Segment Start: Dataset
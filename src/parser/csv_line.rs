/// Non-blank lines of a CSV document, header included.
pub fn content_lines(text: &str) -> Vec<&str> {
    text.lines().filter(|l| !l.trim().is_empty()).collect()
}

/// Split one CSV line on commas, honoring double quotes.
///
/// A `"` toggles quoted mode and is dropped; doubled quotes are not treated
/// as escapes. Every field is trimmed.
pub fn split_line(line: &str) -> Vec<String> {
    let mut fields = Vec::new();
    let mut current = String::new();
    let mut in_quotes = false;

    for c in line.chars() {
        match c {
            '"' => in_quotes = !in_quotes,
            ',' if !in_quotes => {
                fields.push(current.trim().to_string());
                current.clear();
            }
            _ => current.push(c),
        }
    }
    fields.push(current.trim().to_string());
    fields
}
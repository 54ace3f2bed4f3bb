//! In-memory university catalog: CSV ingestion, normalization, and filtering.
//!
//! Load once with [`load_catalog`], then call [`filter`] (and friends) as
//! often as the filter specification changes.

pub mod catalog;
pub mod config;
pub mod error;
pub mod filter;
pub mod parser;
pub mod university;

pub use catalog::{load_catalog, Catalog, CatalogStats};
pub use config::{Settings, SourceSettings};
pub use error::{CatalogError, SpecError};
pub use filter::{
    active_dimension_count, distinct_states, filter, filter_bounds, DeadlineWindow, FilterSpec,
    Metric,
};
pub use university::{derive_id, University};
Segment End: Dataset
→ **The problem**: Every line that contains the string "fields" should be returned from the data.

→ **Worked solution**:
    let mut fields = Vec::new();
                fields.push(current.trim().to_string());
    fields.push(current.trim().to_string());
    fields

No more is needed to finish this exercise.